Prompt: Nothing below is to be printed except the lines between the line holding "assert_eq!(grid_for(4), (2, 2));" and the line holding "assert!(cols - rows", inclusive, each exactly as it appears.

[Start of Attachment]

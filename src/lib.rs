pub mod chart;
pub mod cli;
pub mod config;
pub mod data;
pub mod html;
pub mod index;
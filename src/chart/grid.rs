//! Near-square facet grid layout.

/// Smallest (rows, cols) with cols >= rows, cols - rows < 3 and capacity for
/// `facets` sub-charts. Searched in column order, so waste is minimal for
/// the facet counts that occur in practice (e.g. 11 -> 3x4).
pub fn grid_for(facets: usize) -> (usize, usize) {
    for cols in 1..100usize {
        for rows in 1..99usize {
            if cols >= rows && cols - rows < 3 && cols * rows >= facets {
                return (rows, cols);
            }
        }
    }
    // facets > 9702 never happens for a per-country facet grid.
    (99, 99)
}

#[cfg(test)]
mod tests {
    use super::grid_for;

    #[test]
    fn eleven_facets_use_three_by_four() {
        assert_eq!(grid_for(11), (3, 4));
    }

    #[test]
    fn small_counts() {
        assert_eq!(grid_for(1), (1, 1));
        assert_eq!(grid_for(2), (1, 2));
        assert_eq!(grid_for(3), (2, 2));
        assert_eq!(grid_for(4), (2, 2));
        assert_eq!(grid_for(5), (2, 3));
        assert_eq!(grid_for(12), (3, 4));
    }

    #[test]
    fn constraints_hold_over_a_range() {
        for facets in 1..200 {
            let (rows, cols) = grid_for(facets);
            assert!(cols >= rows, "facets={facets}");
            assert!(cols - rows < 3, "facets={facets}");
            assert!(rows * cols >= facets, "facets={facets}");
        }
    }
}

[End of Attachment]

Task response:
        assert_eq!(grid_for(4), (2, 2));
        assert_eq!(grid_for(5), (2, 3));
        assert_eq!(grid_for(12), (3, 4));
    }

    #[test]
    fn constraints_hold_over_a_range() {
        for facets in 1..200 {
            let (rows, cols) = grid_for(facets);
            assert!(cols >= rows, "facets={facets}");
            assert!(cols - rows < 3, "facets={facets}");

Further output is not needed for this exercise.